**BRIEF:**
Here are the records. Write out exactly the lines between the one holding "return Err(ControllerError::NotTokenOwner(token));" and the one holding "Intentionally callable by", inclusive.

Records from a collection
impl Controller {
    pub fn new(state: ControllerState) -> Self {
        Self { state }
    }

    // --- read surface -----------------------------------------------------

    pub fn state(&self) -> &ControllerState {
        &self.state
    }

    pub fn owner(&self) -> Address {
        self.state.roles.owner()
    }

    pub fn total_issued(&self) -> u64 {
        self.state.collection.total_issued()
    }

    pub fn max_supply(&self) -> u64 {
        self.state.collection.max_supply()
    }

    pub fn base_uri(&self) -> &str {
        self.state.collection.base_uri()
    }

    pub fn metadata_frozen(&self) -> bool {
        self.state.collection.metadata_frozen()
    }

    pub fn phase(&self, id: &PhaseId) -> Result<&SalePhase, ControllerError> {
        self.state.phase(id)
    }

    pub fn quota_used(&self, participant: &Address, phase: &PhaseId) -> u32 {
        self.state.quotas.used(participant, phase)
    }

    pub fn claim_nonce(&self, participant: &Address) -> u64 {
        self.state.claim_nonce(participant)
    }

    pub fn has_role(&self, role: RoleId, address: &Address) -> bool {
        self.state.roles.has_role(role, address)
    }

    pub fn released(&self, stakeholder: &Address) -> Amount {
        self.state.treasury.released(stakeholder)
    }

    pub fn total_received(&self) -> Amount {
        self.state.treasury.total_received()
    }

    // --- issuance ---------------------------------------------------------

    /// Phase-gated, priced issuance.
    ///
    /// For `PhaseGate::Signed` phases the caller presents a SIGNER-role
    /// assertion; replay across transactions is bounded by the quota
    /// counter, so the same assertion is good for up to
    /// `max_tx_per_participant` transactions. `paid` must match
    /// `quantity × price_per_unit` exactly.
    pub fn mint<L: OwnershipLedger>(
        &mut self,
        registry: &mut L,
        caller: Address,
        phase_id: &PhaseId,
        quantity: u64,
        assertion: Option<&Signature>,
        paid: Amount,
        now: Timestamp,
    ) -> Result<MintReceipt, ControllerError> {
        let phase = self.state.phase(phase_id)?;
        if !phase.is_open(now) {
            return Err(ControllerError::PhaseNotOpen(phase_id.clone()));
        }
        if quantity == 0 {
            return Err(ControllerError::ZeroQuantity);
        }
        if quantity > phase.max_per_tx {
            return Err(ControllerError::QuantityExceedsPerTxLimit {
                quantity,
                limit: phase.max_per_tx,
            });
        }
        let required = phase
            .price_per_unit
            .checked_mul(quantity)
            .ok_or(ControllerError::Overflow)?;
        if paid != required {
            return Err(ControllerError::WrongPrice { paid, required });
        }
        self.state.collection.check_supply(quantity)?;
        self.state
            .quotas
            .check(&caller, phase_id, phase.max_tx_per_participant)?;
        if phase.gate == PhaseGate::Signed {
            let signature = assertion.ok_or(ControllerError::InvalidSignature)?;
            let message = sale_message(&self.state.collection_id, phase_id, &caller);
            if !is_authorized(&message, signature, self.state.roles.members(RoleId::Signer)) {
                return Err(ControllerError::InvalidSignature);
            }
        }
        // Receipts must stay recordable before anything is committed.
        self.state
            .treasury
            .total_received()
            .checked_add(paid)
            .ok_or(ControllerError::Overflow)?;

        let expected = allocate_ids(self.total_issued(), quantity);
        let ids = registry.mint_sequential(caller, quantity)?;
        debug_assert_eq!(ids, expected, "registry id sequence out of sync");
        self.state.collection.record_issued(quantity);
        self.state.quotas.record(&caller, phase_id);
        self.state.treasury.record_payment(paid)?;
        Ok(MintReceipt {
            ids,
            quantity,
            paid,
        })
    }

    /// Free claim authorized by a FREE_SIGNER assertion over
    /// `(participant, quantity, nonce)`.
    ///
    /// Valid only when `nonce` equals the participant's current counter;
    /// the counter increments exactly once per successful claim, so a
    /// consumed assertion can never be replayed. A stale nonce and a forged
    /// signature are indistinguishable to the caller — both mean the
    /// assertion does not authorize the current state.
    pub fn free_claim<L: OwnershipLedger>(
        &mut self,
        registry: &mut L,
        caller: Address,
        quantity: u64,
        nonce: u64,
        assertion: &Signature,
    ) -> Result<MintReceipt, ControllerError> {
        if quantity == 0 {
            return Err(ControllerError::ZeroQuantity);
        }
        self.state.collection.check_supply(quantity)?;
        if nonce != self.state.claim_nonce(&caller) {
            return Err(ControllerError::InvalidSignature);
        }
        let message = claim_message(&self.state.collection_id, &caller, quantity, nonce);
        if !is_authorized(
            &message,
            assertion,
            self.state.roles.members(RoleId::FreeSigner),
        ) {
            return Err(ControllerError::InvalidSignature);
        }

        let ids = registry.mint_sequential(caller, quantity)?;
        self.state.collection.record_issued(quantity);
        *self.state.claim_nonces.entry(caller).or_insert(0) += 1;
        Ok(MintReceipt {
            ids,
            quantity,
            paid: Amount::ZERO,
        })
    }

    /// Administrative issuance to an arbitrary recipient.
    ///
    /// Bypasses price and phase-open checks; the supply cap still binds.
    /// Owner-only, unless the drop delegates the AIRDROP role.
    pub fn airdrop<L: OwnershipLedger>(
        &mut self,
        registry: &mut L,
        caller: &Address,
        recipient: Address,
        quantity: u64,
    ) -> Result<MintReceipt, ControllerError> {
        if !self.state.roles.is_owner(caller) {
            if self.state.delegated_airdrop {
                self.state.roles.require_role(RoleId::Airdrop, caller)?;
            } else {
                return Err(ControllerError::NotOwner);
            }
        }
        if quantity == 0 {
            return Err(ControllerError::ZeroQuantity);
        }
        self.state.collection.check_supply(quantity)?;

        let ids = registry.mint_sequential(recipient, quantity)?;
        self.state.collection.record_issued(quantity);
        tracing::info!(recipient = %recipient, quantity, "airdrop issued");
        Ok(MintReceipt {
            ids,
            quantity,
            paid: Amount::ZERO,
        })
    }

    /// Burn a held token, freeing capacity under the cap. The identifier
    /// itself is retired forever.
    pub fn burn<L: OwnershipLedger>(
        &mut self,
        registry: &mut L,
        caller: &Address,
        token: TokenId,
    ) -> Result<(), ControllerError> {
        let holder = registry.owner_of(token)?;
        if holder != *caller {
            return Err(ControllerError::NotTokenOwner(token));
        }
        registry.burn(token)?;
        self.state.collection.record_burned()?;
        Ok(())
    }

    // --- payment surface --------------------------------------------------

    /// Release a stakeholder's owed share. Intentionally callable by
    /// anyone; the payout target is the stakeholder address, not the
    /// caller.
    pub fn withdraw(&mut self, stakeholder: &Address) -> Result<Amount, ControllerError> {
        let owed = self.state.treasury.withdraw(stakeholder)?;
        tracing::info!(stakeholder = %stakeholder, amount = %owed, "release committed");
        Ok(owed)
    }

    // --- administrative surface -------------------------------------------

    pub fn set_sale_price(
        &mut self,
        caller: &Address,
        phase_id: &PhaseId,
        price: Amount,
    ) -> Result<(), ControllerError> {
        self.state.roles.require_owner(caller)?;
        self.state.phase_mut(phase_id)?.price_per_unit = price;
        tracing::info!(phase = %phase_id, price = %price, "sale price updated");
        Ok(())
    }

    pub fn set_max_per_tx(
        &mut self,
        caller: &Address,
        phase_id: &PhaseId,
        limit: u64,
    ) -> Result<(), ControllerError> {
        self.state.roles.require_owner(caller)?;
        self.state.phase_mut(phase_id)?.max_per_tx = limit;
        tracing::info!(phase = %phase_id, limit, "per-transaction limit updated");
        Ok(())
    }

    /// Effective immediately for subsequent checks; never resets counters
    /// already accrued.
    pub fn set_max_tx_per_participant(
        &mut self,
        caller: &Address,
        phase_id: &PhaseId,
        limit: u32,
    ) -> Result<(), ControllerError> {
        self.state.roles.require_owner(caller)?;
        self.state.phase_mut(phase_id)?.max_tx_per_participant = limit;
        tracing::info!(phase = %phase_id, limit, "participant quota updated");
        Ok(())
    }

    pub fn set_sale_time(
        &mut self,
        caller: &Address,
        phase_id: &PhaseId,
        start_time: Timestamp,
    ) -> Result<(), ControllerError> {
        self.state.roles.require_owner(caller)?;
        self.state.phase_mut(phase_id)?.start_time = start_time;
        tracing::info!(phase = %phase_id, start = %start_time, "sale time updated");
        Ok(())
    }

    pub fn reduce_max_supply(
        &mut self,
        caller: &Address,
        new_cap: u64,
    ) -> Result<(), ControllerError> {
        self.state.roles.require_owner(caller)?;
        self.state.collection.reduce_max_supply(new_cap)?;
        tracing::info!(new_cap, "max supply reduced");
        Ok(())
    }

    pub fn set_base_uri(&mut self, caller: &Address, uri: String) -> Result<(), ControllerError> {
        self.state.roles.require_owner(caller)?;
        self.state.collection.set_base_uri(uri)
    }

    pub fn freeze_metadata(&mut self, caller: &Address) -> Result<(), ControllerError> {
        self.state.roles.require_owner(caller)?;
        self.state.collection.freeze_metadata();
        tracing::info!("metadata frozen");
        Ok(())
    }

    pub fn grant_role(
        &mut self,
        caller: &Address,
        role: RoleId,
        address: Address,
    ) -> Result<(), ControllerError> {
        self.state.roles.require_admin(caller)?;
        self.state.roles.grant(role, address);
        tracing::info!(role = %role, address = %address, "role granted");
        Ok(())
    }

    pub fn revoke_role(
        &mut self,
        caller: &Address,
        role: RoleId,
        address: &Address,
    ) -> Result<(), ControllerError> {
        self.state.roles.require_admin(caller)?;
        self.state.roles.revoke(role, address);
        tracing::info!(role = %role, address = %address, "role revoked");
        Ok(())
    }

    pub fn transfer_ownership(
        &mut self,
        caller: &Address,
        new_owner: Address,
    ) -> Result<(), ControllerError> {
        self.state.roles.require_owner(caller)?;
        self.state.roles.transfer_ownership(new_owner);
        tracing::info!(new_owner = %new_owner, "ownership transferred");
        Ok(())
    }
}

**EXERCISE RESULT:**
            return Err(ControllerError::NotTokenOwner(token));
        }
        registry.burn(token)?;
        self.state.collection.record_burned()?;
        Ok(())
    }

    // --- payment surface --------------------------------------------------

    /// Release a stakeholder's owed share. Intentionally callable by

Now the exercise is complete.